*Saved entries*
== Segment start ==

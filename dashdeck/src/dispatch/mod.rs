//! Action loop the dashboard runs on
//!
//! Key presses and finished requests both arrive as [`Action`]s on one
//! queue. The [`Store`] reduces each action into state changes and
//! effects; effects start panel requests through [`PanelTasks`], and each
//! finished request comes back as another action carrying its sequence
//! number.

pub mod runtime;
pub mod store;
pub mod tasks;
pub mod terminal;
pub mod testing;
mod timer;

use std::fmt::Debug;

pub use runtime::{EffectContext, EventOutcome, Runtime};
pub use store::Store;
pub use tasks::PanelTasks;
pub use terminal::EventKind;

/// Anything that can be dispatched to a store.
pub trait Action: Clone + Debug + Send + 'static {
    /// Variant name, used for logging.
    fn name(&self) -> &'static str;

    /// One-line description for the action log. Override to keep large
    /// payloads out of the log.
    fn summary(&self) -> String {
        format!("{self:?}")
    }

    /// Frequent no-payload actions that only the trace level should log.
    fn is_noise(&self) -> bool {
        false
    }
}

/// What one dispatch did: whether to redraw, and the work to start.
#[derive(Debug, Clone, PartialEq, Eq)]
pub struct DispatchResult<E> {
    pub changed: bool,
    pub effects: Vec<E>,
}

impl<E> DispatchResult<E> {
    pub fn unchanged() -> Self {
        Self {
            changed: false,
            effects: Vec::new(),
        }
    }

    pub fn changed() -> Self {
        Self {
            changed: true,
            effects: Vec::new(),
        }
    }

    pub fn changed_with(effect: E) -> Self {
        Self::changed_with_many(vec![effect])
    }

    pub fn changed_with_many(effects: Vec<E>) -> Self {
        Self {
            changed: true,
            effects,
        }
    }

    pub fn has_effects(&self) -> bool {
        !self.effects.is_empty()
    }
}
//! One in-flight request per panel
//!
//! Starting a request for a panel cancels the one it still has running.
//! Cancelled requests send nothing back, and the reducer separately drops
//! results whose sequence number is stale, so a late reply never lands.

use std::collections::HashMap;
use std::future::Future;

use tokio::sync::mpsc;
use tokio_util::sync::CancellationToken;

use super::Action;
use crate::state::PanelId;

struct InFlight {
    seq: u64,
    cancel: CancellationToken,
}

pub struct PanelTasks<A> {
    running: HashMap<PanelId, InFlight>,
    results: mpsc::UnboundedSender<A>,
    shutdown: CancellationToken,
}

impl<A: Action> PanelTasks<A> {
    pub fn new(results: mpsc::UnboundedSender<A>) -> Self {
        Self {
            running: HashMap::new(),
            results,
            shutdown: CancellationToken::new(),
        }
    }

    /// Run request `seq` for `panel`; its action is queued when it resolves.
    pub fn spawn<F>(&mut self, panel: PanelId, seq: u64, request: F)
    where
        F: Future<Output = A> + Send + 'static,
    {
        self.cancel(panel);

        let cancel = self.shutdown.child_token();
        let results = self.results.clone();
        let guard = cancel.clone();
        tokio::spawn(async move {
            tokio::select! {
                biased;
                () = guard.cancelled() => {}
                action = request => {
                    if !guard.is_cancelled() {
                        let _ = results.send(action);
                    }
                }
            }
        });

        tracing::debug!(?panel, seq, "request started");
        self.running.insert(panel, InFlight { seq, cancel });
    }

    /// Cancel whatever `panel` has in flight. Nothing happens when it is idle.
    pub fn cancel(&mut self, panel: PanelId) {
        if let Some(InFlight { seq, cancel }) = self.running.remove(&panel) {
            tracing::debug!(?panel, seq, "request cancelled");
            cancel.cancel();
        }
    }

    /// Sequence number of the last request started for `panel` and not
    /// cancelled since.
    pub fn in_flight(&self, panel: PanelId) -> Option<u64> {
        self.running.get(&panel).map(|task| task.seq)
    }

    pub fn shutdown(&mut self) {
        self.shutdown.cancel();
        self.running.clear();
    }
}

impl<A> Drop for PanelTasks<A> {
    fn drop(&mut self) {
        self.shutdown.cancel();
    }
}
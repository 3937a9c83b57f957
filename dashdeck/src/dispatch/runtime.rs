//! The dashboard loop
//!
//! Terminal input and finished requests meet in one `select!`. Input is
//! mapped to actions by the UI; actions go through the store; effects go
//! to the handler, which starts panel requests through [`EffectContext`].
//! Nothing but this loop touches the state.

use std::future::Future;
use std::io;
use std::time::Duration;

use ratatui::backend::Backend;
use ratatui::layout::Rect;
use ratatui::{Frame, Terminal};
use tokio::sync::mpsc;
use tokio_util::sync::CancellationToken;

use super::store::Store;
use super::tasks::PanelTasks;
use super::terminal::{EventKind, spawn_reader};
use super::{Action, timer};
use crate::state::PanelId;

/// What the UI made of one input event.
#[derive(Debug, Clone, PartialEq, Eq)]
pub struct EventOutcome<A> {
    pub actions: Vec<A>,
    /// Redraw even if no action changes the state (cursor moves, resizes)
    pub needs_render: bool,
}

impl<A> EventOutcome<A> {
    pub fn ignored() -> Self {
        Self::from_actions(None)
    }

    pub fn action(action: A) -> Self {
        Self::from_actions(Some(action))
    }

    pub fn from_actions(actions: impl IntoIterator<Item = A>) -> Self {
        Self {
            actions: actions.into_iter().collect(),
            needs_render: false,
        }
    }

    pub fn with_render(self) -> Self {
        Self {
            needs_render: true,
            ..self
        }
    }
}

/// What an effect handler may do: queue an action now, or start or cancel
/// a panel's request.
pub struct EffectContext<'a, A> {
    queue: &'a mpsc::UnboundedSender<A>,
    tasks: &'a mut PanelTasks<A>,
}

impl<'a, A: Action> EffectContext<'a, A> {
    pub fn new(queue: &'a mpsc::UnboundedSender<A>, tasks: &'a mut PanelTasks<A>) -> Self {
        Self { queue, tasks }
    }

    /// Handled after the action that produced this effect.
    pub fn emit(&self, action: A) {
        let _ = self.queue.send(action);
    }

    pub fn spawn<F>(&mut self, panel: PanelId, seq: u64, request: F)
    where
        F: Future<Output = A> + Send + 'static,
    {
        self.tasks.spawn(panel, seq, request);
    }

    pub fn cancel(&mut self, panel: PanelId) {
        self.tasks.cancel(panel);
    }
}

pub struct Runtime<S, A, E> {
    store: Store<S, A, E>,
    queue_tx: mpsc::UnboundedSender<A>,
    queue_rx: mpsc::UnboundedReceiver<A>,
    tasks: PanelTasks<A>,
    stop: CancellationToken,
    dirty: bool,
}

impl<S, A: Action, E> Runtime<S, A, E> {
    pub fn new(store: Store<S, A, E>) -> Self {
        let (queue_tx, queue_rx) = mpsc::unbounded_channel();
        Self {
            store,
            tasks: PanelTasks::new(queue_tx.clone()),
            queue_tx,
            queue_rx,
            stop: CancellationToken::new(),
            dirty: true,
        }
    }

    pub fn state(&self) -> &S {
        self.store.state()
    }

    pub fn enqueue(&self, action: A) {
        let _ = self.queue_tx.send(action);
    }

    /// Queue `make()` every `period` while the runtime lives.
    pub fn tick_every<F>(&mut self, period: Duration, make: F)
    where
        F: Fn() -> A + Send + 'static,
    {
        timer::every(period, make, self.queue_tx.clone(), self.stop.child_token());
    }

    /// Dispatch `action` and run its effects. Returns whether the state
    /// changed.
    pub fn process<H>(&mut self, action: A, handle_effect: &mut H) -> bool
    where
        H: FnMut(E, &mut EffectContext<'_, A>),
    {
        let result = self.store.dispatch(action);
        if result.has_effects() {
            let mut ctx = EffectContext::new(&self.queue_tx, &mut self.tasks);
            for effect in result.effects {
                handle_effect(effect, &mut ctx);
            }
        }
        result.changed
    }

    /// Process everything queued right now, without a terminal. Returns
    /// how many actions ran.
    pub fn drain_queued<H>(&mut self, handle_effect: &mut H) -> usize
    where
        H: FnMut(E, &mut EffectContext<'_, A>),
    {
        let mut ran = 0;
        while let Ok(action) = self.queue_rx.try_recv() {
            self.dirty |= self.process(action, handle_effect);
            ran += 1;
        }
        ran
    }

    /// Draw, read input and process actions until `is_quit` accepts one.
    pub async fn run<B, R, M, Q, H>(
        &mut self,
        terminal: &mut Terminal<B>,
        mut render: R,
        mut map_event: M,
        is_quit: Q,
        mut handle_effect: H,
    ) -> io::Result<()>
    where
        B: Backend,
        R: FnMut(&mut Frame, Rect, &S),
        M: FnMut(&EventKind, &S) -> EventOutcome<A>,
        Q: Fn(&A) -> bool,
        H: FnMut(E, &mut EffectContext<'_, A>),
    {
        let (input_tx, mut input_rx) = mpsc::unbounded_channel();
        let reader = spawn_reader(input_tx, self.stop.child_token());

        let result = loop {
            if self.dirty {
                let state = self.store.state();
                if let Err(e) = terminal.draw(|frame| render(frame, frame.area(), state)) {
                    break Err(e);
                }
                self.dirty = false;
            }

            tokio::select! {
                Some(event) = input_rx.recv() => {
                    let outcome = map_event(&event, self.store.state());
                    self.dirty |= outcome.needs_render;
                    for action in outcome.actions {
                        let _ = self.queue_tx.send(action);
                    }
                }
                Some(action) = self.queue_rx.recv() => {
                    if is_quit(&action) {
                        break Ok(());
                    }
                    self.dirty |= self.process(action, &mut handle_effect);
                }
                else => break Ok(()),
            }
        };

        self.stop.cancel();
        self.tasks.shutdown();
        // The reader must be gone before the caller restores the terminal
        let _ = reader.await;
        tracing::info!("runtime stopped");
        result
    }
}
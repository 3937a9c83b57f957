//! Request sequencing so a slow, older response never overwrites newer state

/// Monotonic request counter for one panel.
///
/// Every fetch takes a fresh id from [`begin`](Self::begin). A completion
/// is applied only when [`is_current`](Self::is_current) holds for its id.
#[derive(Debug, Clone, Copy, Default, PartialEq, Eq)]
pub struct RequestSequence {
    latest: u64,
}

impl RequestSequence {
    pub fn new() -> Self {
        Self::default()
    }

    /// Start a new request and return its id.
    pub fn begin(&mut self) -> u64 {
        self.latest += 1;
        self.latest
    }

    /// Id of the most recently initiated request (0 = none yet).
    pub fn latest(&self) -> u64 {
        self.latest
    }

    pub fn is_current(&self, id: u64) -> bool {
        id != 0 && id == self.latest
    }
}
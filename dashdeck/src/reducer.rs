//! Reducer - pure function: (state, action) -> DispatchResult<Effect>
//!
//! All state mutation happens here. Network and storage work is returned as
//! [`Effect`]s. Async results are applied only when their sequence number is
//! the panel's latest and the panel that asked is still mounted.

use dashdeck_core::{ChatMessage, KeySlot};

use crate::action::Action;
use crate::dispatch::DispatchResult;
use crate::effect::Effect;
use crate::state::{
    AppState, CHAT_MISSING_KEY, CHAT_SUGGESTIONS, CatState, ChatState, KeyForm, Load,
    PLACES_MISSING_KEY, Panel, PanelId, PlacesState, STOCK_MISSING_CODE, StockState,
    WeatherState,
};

== Segment end ==

*WHAT TO DO*
Word for word, repeat the lines from the one holding "Self::default()" through the last line of the entries, both included.

*RESULT OF THIS EXERCISE*
        Self::default()
    }

    /// Start a new request and return its id.
    pub fn begin(&mut self) -> u64 {
        self.latest += 1;
        self.latest
    }

    /// Id of the most recently initiated request (0 = none yet).
    pub fn latest(&self) -> u64 {
        self.latest
    }

    pub fn is_current(&self, id: u64) -> bool {
        id != 0 && id == self.latest
    }
}
filename dashdeck/src/reducer.rs
//! Reducer - pure function: (state, action) -> DispatchResult<Effect>
//!
//! All state mutation happens here. Network and storage work is returned as
//! [`Effect`]s. Async results are applied only when their sequence number is
//! the panel's latest and the panel that asked is still mounted.

use dashdeck_core::{ChatMessage, KeySlot};

use crate::action::Action;
use crate::dispatch::DispatchResult;
use crate::effect::Effect;
use crate::state::{
    AppState, CHAT_MISSING_KEY, CHAT_SUGGESTIONS, CatState, ChatState, KeyForm, Load,
    PLACES_MISSING_KEY, Panel, PanelId, PlacesState, STOCK_MISSING_CODE, StockState,
    WeatherState,
};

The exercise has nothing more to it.